Material provided:
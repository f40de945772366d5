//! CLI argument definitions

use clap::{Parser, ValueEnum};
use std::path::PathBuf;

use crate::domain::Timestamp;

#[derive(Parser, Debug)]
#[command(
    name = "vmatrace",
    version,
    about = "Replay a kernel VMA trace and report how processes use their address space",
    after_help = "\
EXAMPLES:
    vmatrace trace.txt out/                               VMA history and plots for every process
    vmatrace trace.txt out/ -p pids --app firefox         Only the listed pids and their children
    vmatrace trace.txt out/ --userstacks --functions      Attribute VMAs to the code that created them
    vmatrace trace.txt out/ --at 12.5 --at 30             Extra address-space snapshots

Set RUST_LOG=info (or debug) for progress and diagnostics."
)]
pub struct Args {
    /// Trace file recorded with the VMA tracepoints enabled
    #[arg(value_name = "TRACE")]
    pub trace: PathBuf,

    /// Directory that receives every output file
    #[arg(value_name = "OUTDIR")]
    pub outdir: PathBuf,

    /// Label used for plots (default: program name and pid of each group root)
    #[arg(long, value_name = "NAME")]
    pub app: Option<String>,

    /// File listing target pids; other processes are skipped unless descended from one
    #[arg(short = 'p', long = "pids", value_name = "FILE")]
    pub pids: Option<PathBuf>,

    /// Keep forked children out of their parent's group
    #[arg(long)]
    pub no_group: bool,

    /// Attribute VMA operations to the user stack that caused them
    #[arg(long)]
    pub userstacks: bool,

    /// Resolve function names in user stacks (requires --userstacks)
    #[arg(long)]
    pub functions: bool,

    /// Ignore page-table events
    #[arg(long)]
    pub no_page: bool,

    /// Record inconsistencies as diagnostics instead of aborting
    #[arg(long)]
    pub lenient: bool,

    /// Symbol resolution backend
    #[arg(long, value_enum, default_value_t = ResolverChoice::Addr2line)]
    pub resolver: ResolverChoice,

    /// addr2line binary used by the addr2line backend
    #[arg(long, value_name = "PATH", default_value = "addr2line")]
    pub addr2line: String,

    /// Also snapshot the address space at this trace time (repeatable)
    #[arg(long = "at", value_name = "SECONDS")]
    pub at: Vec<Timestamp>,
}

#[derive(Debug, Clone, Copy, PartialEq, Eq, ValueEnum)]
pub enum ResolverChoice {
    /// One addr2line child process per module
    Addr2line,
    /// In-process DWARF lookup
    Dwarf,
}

What is expected:
Could you return exactly the lines above from the line with "vmatrace trace.txt out/ --at" to the line with "every output file", both included, and nothing else?

Solution to the problem:
    vmatrace trace.txt out/ --at 12.5 --at 30             Extra address-space snapshots

Set RUST_LOG=info (or debug) for progress and diagnostics."
)]
pub struct Args {
    /// Trace file recorded with the VMA tracepoints enabled
    #[arg(value_name = "TRACE")]
    pub trace: PathBuf,

    /// Directory that receives every output file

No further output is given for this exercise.